生活保護制度の財源は、国民の税金です。生活保護受給者は税金が払えないだけでなく、生活が困窮しているから国の財源を使って生活費を支給してもらっているわけです。万一、生活保護受給者がキャッシングやカードローンを利用できているとしたら、定期的な調査の段階で、お金の出入りが発覚してしまい、生活保護の受給を止められることになるでしょう。

また、事業者の借入の審査にあたっては、生活保護受給者であることがわかった場合には認められません。万一借入が認められるとすると、後述するように、氏名や住所、年収などの内容を意図的に偽った場合のみです。

生活保護受給者には義務と権利が課せられています。義務としては「常に、能力に応じて勤労に励み、自ら、健康の保持及び増進に努め、収入、支出その他生計の状況を適切に把握するとともに、支出の節約を図り、その他生活の維持・向上に努めなければならない」(生活保護法第60条)とあります。つまり、支出そのものを最低限にとどめることが求められているわけです。

住宅ローンを抱えている人でも、生活保護を受給することは不可能ではないとされています。しかし、生活保護費を住宅ローンに充当することは、原則として認められていません。この点からも、キャッシングやカードローンを利用してそれを生活費に充てるだけでなく、生活保護費を借入の返済に充てることは認められないという結果になります。

生活保護費を収入として、借入をすることはできない

「どうしてもキャッシングしたい」という場合、生活保護受給者は新規で借入ができるのでしょうか。

まず、収入面については、生活保護を受けるほどの最低条件の労働賃金しかもらえなくても、多少でも収入があれば「一定の収入を得ている」とみなされます。アルバイトやパートなど、定期収入があれば借入ができるように、一定の収入があれば事業者の審査の対象にはなります。

一方、生活保護費しかもらっていない人がこれを収入として借入の申し込みをしても、事業者は認めません。生活保護費は前述したように国の税金です。虚偽の申請をして、税金をもとにした生活保護費を収入として記載し、それが事業者の審査を通ることはありません。

また、収入面や信用情報はクリアできても、勤務先への問い合わせの調査もあります。そのため、さまざまな審査の関門を潜り抜けるのは難しいでしょう。

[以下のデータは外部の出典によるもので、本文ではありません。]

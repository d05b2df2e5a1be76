pub mod json;
pub mod text;

use serde::Serialize;

use crate::model::config::DashboardConfig;
use crate::model::cost::{CostEstimate, PeriodCost};
use crate::model::scores::CompositeScore;
use crate::pipeline::stage4_diagnostics::MemberDiagnostics;

#[derive(Debug, Clone, Serialize)]
pub struct InputSummary {
    pub individual_source: Option<String>,
    pub team_source: String,
    pub n_member_records: usize,
    pub n_members: usize,
    pub n_team_periods: usize,
    pub horizon: u32,
}

#[derive(Debug, Clone, Serialize)]
pub struct CostSummary {
    #[serde(flatten)]
    pub estimate: CostEstimate,
    pub benchmark_week: Option<u32>,
    pub rework_cost_display: String,
    pub downstream_impact_display: String,
    pub total_display: String,
    pub breakdown: Vec<PeriodCost>,
}

#[derive(Debug, Clone, Serialize)]
pub struct SummaryData {
    pub tool: String,
    pub tool_version: String,
    pub input: InputSummary,
    pub worst_performer: Option<String>,
    pub rankings: Vec<CompositeScore>,
    pub cost: CostSummary,
    pub diagnostics: Vec<MemberDiagnostics>,
    pub config: DashboardConfig,
}

impl SummaryData {
    pub fn has_data(&self) -> bool {
        self.input.n_member_records > 0 || self.input.n_team_periods > 0
    }
}

pub fn format_f64_6(v: f64) -> String {
    format!("{:.6}", v)
}

pub fn round_to(x: f64, decimals: i32) -> f64 {
    let f = 10f64.powi(decimals);
    (x * f).round() / f
}

/// Whole dollars with thousands separators, e.g. `-$1,234,568`.
pub fn format_currency(v: f64) -> String {
    if !v.is_finite() {
        return "n/a".to_string();
    }
    let rounded = v.round();
    let sign = if rounded < 0.0 { "-" } else { "" };
    let digits = format!("{:.0}", rounded.abs());
    let mut grouped = String::with_capacity(digits.len() + digits.len() / 3);
    for (i, ch) in digits.chars().enumerate() {
        if i > 0 && (digits.len() - i) % 3 == 0 {
            grouped.push(',');
        }
        grouped.push(ch);
    }
    format!("{sign}${grouped}")
}

pub fn format_percent(fraction: f64) -> String {
    format!("{:.2}%", fraction * 100.0)
}

#[cfg(test)]
#[path = "../../tests/src_inline/report/mod.rs"]
mod tests;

レアなケースとしては、自己破産の結果生活保護を受給し、その後に離婚し、住所を変更して旧姓に戻した場合があります。信用情報機関への登録が改姓の前後で異なるために、延滞の事実が確認できなかったことから、借入が可能になったというケースです。これは事業者の審査にあたって個人の信用情報が正しく認識されなかったまれなケースなので、原則として生活保護受給者は借入ができないと考えてください。

最悪の場合、保護費の打ち切りや返還請求も

もし生活保護受給者がキャッシングをした場合、その借金も収入の一部とみなされます。生活保護受給者は、毎月収入の告知をすることになっています。キャッシングをした事実を隠し、もしそのことが国または自治体に知られた場合、生活保護費の受給は打ち切りになります。さらに、それまでの受給金額の返還を求められる可能性も出てきます。

生活保護受給者でも借入ができるところは?

国や自治体による保護費以外の補助費などについて

生活保護費を受給している人が、生活保護以外で補助を増やしてほしいなどの要望がある場合、国や自治体では、補助金や助成金制度を設けて対応してくれています。例えば「眼鏡を作りたい」という場合は「医療扶助」という制度を利用することができ、母子家庭の場合は「子どもの医療費助成」などを利用することが可能です。また、低所得世帯や障害者世帯、高齢者世帯を対象に、一時的に生計の維持が困難になった場合には10万円以内で貸し付ける「生活福祉資金貸付制度」もあります。詳しくは、国または地方自治体の窓口に問い合わせてみてください。

ヤミ金を利用するのは絶対にだめ

それでも「どうにかキャッシングをしたい」と思っている生活保護受給者のなかには、ダメもとで中小の消費者金融に問い合わせる人もいるでしょう。また、無登録のヤミ金で借入を行う人もいるかもしれません。

生活保護受給者にお金を貸してくれるのは、ヤミ金と考えて間違いないでしょう。ヤミ金で借入をすると、法外な利息を取られたり、厳しい取り立てに遭ったりします。そのため、決して手を出さないようにしましょう。